▶ REQUIREMENT: The lines from the start of the data up to and including the one with "pub fn format_brl(amount: Decimal)" should be returned exactly, and nothing else.

Stored data

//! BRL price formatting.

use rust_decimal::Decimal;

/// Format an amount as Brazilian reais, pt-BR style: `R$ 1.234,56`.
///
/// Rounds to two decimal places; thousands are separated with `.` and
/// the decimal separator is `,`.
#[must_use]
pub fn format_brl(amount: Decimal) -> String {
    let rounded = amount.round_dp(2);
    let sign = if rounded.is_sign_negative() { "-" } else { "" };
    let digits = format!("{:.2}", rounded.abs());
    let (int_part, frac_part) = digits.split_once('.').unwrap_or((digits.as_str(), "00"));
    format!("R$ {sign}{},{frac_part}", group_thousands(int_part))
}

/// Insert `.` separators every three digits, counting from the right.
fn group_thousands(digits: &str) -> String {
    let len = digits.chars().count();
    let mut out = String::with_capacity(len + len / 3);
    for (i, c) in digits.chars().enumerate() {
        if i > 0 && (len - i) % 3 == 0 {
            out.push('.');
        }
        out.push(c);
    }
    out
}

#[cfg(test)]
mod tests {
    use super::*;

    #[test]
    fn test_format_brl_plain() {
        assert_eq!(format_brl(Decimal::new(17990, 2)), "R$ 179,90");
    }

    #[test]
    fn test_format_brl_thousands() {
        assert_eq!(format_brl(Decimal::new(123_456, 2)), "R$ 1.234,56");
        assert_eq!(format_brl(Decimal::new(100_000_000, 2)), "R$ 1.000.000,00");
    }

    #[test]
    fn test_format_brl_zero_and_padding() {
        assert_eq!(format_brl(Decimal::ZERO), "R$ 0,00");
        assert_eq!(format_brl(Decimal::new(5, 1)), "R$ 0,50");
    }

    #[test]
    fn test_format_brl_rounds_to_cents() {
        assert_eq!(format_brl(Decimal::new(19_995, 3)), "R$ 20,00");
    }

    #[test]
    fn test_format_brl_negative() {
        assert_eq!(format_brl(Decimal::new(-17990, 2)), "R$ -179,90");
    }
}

▶ RESULT OF THIS EXERCISE:
//! BRL price formatting.

use rust_decimal::Decimal;

/// Format an amount as Brazilian reais, pt-BR style: `R$ 1.234,56`.
///
/// Rounds to two decimal places; thousands are separated with `.` and
/// the decimal separator is `,`.
#[must_use]
pub fn format_brl(amount: Decimal) -> String {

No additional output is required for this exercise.